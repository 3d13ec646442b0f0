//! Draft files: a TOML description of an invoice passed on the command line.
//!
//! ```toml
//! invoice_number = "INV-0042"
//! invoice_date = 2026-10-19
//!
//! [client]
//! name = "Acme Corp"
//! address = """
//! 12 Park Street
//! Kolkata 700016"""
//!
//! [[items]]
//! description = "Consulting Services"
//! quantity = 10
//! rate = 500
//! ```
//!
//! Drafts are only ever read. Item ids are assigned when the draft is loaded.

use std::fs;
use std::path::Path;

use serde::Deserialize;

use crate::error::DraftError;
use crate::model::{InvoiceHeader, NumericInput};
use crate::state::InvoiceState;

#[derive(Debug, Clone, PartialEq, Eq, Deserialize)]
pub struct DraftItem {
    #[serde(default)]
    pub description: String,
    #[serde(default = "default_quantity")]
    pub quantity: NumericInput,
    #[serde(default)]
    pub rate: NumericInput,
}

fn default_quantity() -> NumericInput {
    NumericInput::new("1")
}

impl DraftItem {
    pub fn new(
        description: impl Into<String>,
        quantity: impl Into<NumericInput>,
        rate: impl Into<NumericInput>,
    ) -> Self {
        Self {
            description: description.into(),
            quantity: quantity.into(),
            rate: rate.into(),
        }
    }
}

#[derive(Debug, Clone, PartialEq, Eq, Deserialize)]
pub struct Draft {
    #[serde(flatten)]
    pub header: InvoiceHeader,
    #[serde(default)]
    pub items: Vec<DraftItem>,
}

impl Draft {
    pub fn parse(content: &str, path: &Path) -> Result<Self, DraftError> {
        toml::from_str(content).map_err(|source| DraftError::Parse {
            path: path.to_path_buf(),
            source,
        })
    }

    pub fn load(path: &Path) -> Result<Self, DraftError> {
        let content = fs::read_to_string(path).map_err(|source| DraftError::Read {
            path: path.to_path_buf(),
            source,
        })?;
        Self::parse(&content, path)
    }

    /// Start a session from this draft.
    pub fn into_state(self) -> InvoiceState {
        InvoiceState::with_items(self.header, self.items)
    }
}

___

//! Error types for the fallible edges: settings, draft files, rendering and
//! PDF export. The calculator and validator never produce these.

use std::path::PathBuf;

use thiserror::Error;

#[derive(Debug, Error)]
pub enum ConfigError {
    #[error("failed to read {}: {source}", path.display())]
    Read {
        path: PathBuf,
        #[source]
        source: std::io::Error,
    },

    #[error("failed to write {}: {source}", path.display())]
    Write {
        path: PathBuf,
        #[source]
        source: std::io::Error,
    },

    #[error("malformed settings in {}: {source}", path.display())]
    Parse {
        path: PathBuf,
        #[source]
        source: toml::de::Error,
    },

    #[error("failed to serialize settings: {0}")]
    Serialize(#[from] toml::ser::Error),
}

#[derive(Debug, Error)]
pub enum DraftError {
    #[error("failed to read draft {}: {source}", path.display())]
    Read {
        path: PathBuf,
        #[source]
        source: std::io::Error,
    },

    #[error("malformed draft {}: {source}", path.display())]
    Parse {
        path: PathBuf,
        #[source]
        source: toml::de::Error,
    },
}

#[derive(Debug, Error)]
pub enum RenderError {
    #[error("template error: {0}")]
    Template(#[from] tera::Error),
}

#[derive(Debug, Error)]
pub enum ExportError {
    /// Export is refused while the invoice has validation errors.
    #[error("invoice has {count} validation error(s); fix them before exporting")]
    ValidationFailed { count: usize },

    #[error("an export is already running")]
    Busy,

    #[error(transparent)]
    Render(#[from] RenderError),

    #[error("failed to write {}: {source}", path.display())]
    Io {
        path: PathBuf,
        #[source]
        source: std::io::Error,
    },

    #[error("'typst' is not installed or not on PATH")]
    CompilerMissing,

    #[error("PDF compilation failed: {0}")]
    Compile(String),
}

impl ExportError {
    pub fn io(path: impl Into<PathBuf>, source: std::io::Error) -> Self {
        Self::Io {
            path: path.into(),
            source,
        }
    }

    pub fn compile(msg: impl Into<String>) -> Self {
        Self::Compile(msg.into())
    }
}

___

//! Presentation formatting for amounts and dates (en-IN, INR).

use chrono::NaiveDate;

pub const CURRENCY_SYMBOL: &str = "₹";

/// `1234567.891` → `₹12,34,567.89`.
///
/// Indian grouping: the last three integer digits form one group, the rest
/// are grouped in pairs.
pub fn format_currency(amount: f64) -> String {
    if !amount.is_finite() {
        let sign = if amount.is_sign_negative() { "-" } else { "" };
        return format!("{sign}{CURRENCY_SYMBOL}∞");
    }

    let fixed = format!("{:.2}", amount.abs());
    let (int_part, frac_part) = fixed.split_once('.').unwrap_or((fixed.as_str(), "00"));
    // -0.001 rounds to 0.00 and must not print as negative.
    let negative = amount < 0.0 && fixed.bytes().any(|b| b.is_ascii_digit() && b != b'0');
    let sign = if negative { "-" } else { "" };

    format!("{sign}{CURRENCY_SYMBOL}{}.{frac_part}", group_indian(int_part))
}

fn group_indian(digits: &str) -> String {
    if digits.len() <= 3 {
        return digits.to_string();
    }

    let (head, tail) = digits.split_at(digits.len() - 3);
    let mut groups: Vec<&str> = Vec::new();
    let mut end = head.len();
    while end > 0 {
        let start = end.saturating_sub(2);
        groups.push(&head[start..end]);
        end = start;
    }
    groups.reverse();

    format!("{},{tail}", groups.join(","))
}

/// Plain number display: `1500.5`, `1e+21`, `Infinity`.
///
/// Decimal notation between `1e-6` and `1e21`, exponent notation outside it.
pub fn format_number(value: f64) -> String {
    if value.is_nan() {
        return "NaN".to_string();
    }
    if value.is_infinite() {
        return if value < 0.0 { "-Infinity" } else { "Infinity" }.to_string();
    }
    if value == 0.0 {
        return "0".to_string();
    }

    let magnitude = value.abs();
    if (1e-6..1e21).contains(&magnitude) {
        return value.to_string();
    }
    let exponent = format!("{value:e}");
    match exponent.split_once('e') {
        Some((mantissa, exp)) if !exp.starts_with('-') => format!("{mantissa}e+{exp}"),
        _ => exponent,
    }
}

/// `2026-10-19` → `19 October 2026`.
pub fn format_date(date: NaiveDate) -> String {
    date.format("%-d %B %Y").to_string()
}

___

• **DESCRIPTION OF THE TASK**:
Look for the string "files" in the data above and return every line that has it.

• **EXERCISE SOLUTION**:
//! Draft files: a TOML description of an invoice passed on the command line.
//! Error types for the fallible edges: settings, draft files, rendering and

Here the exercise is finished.